Say I have some collection of ordered sets $C = \{S_i\}$. Is there an efficient way to determine the minimal ordered set $S^*$ such that each of the original $S_i \subseteq S^*$, with order preserved?
Simple example: $C = \{\{a, b, c\}, \{b, d, f\}, \{b, c, d\}\}$, then $S^* = \{a, b, c, d, f\}$
More complex example: $C = \{\{a, b, c\}, \{b, c, d\}, \{x, a, d\}, \{b, b, a, c\}, \{y, b, c, b\}\}$, then one solution is $S^* = \{y, x, a, b, c, b, a, c, d \}$.

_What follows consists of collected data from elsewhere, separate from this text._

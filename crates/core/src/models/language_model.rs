//! 编程语言目录数据模型
//!
//! 语言目录由平台后端提供（REST 接口），核心只用它来选择默认
//! 扩展名和传输层语言短代码。

use serde::{Deserialize, Serialize};

/// 编程语言条目
///
/// 字段名与平台后端返回的 JSON 保持一致。
#[derive(Debug, Clone, PartialEq, Eq, Serialize, Deserialize)]
pub struct LanguageBinding {
    /// 语言 ID
    #[serde(rename = "progLangID")]
    pub prog_lang_id: i64,
    /// 语言显示名称
    #[serde(rename = "progLangName")]
    pub prog_lang_name: String,
    /// 默认文件扩展名（如 "py"、"c"、"java"）
    #[serde(rename = "progLangExtension")]
    pub extension_hint: String,
}

impl LanguageBinding {
    /// 传输层语言短代码
    ///
    /// 执行服务的 `init` 消息使用扩展名作为语言代码。
    pub fn transport_code(&self) -> &str {
        &self.extension_hint
    }
}

#[cfg(test)]
mod tests {
    use super::*;

    #[test]
    fn test_deserialize_backend_shape() {
        let json = r#"{"progLangID":3,"progLangName":"Python 3","progLangExtension":"py"}"#;
        let lang: LanguageBinding = serde_json::from_str(json).unwrap();
        assert_eq!(lang.prog_lang_id, 3);
        assert_eq!(lang.prog_lang_name, "Python 3");
        assert_eq!(lang.transport_code(), "py");
    }

    #[test]
    fn test_serialize_roundtrip_field_names() {
        let lang = LanguageBinding {
            prog_lang_id: 1,
            prog_lang_name: "C".to_string(),
            extension_hint: "c".to_string(),
        };
        let json = serde_json::to_string(&lang).unwrap();
        assert!(json.contains("\"progLangID\":1"));
        assert!(json.contains("\"progLangName\":\"C\""));
        assert!(json.contains("\"progLangExtension\":\"c\""));
    }
}
//! Playground 模块错误类型
//!
//! 定义代码执行会话核心能力相关的错误类型。
//!
//! ## 功能
//! - 会话状态机错误
//! - 传输通道错误
//! - 工作区不变量错误
//! - 序列化支持

use thiserror::Error;

/// Playground 错误类型
#[derive(Debug, Error)]
pub enum PlaygroundError {
    /// 传输通道不可用（未连接或已关闭）
    #[error("传输通道不可用: {0}")]
    TransportUnavailable(String),

    /// 当前会话状态不允许该操作
    #[error("当前状态不允许该操作: {0}")]
    InvalidState(String),

    /// 违反工作区不变量
    #[error("违反工作区不变量: {0}")]
    InvariantViolation(String),

    /// 文件不存在
    #[error("文件不存在: {0}")]
    NotFound(String),

    /// 代码内容为空
    #[error("代码内容为空，无法运行")]
    EmptyCode,

    /// 消息编码失败
    #[error("消息编码失败: {0}")]
    EncodeFailed(String),

    /// 文件导出失败
    #[error("文件导出失败: {0}")]
    ExportFailed(String),

    /// 语言目录获取失败
    #[error("语言目录获取失败: {0}")]
    CatalogFetchFailed(String),

    /// 内部错误
    #[error("内部错误: {0}")]
    Internal(String),
}

impl From<PlaygroundError> for String {
    fn from(err: PlaygroundError) -> Self {
        err.to_string()
    }
}

impl serde::Serialize for PlaygroundError {
    fn serialize<S>(&self, serializer: S) -> Result<S::Ok, S::Error>
    where
        S: serde::Serializer,
    {
        serializer.serialize_str(&self.to_string())
    }
}
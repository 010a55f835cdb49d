//! 传输模块
//!
//! 定义会话与远程执行服务之间的双工通道抽象。
//!
//! ## 模块结构
//! - `channel` - 进程内通道传输（测试与嵌入方桥接用）
//!
//! 具体的网络实现（socket 等）由外部协作方提供，只要实现
//! [`Transport`] 并在连接时交出事件接收端即可。每条传输通道
//! 在其生命周期内被唯一一个会话独占，永不共享。

pub mod channel;

pub use channel::{ChannelTransport, RemoteEndpoint};

use async_trait::async_trait;
use tokio::sync::mpsc;

use super::error::PlaygroundError;
use super::protocol::{ClientMessage, ServerMessage};

/// 传输层上行事件
///
/// 事件按到达顺序串行投递给会话，同一会话的两个事件永不并发处理。
#[derive(Debug, Clone, PartialEq, Eq)]
pub enum TransportEvent {
    /// 收到服务端消息
    Message(ServerMessage),
    /// 连接关闭（携带可选原因；None 表示正常关闭）
    Closed(Option<String>),
}

/// 传输事件接收端，连接建立时交给会话持有方
pub type TransportEventRx = mpsc::UnboundedReceiver<TransportEvent>;

/// 双工传输通道
///
/// 下行（客户端 → 服务）通过 [`Transport::send`]；上行通过建立连接
/// 时返回的 [`TransportEventRx`] 事件流。
#[async_trait]
pub trait Transport: Send + Sync {
    /// 发送一条客户端消息
    ///
    /// 通道未处于可发送状态时返回 `TransportUnavailable`，
    /// 不做任何排队或重试。
    async fn send(&self, msg: ClientMessage) -> Result<(), PlaygroundError>;

    /// 通道当前是否可发送
    fn is_open(&self) -> bool;

    /// 本地关闭通道（幂等）
    async fn close(&self);
}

Another example: $C = \{\{a, b, c\}, \{b, a, c\}, \{c, a, b\}, \{b, c, a\}, \{c, b, c\}, \{b, b, c\}\}$, $S^* = \{b, c, a, b, c\}$
The naïve solution is to just concatenate the $S_i$. When $\cap S_i = \emptyset$, then of course this happens to also be the minimal solution.
Perhaps finding some traversal of a digraph representing all elements and their ordering?
I've found out that this is known as the shortest common supersequence problem. Research and papers on the topic can be found online using this search term.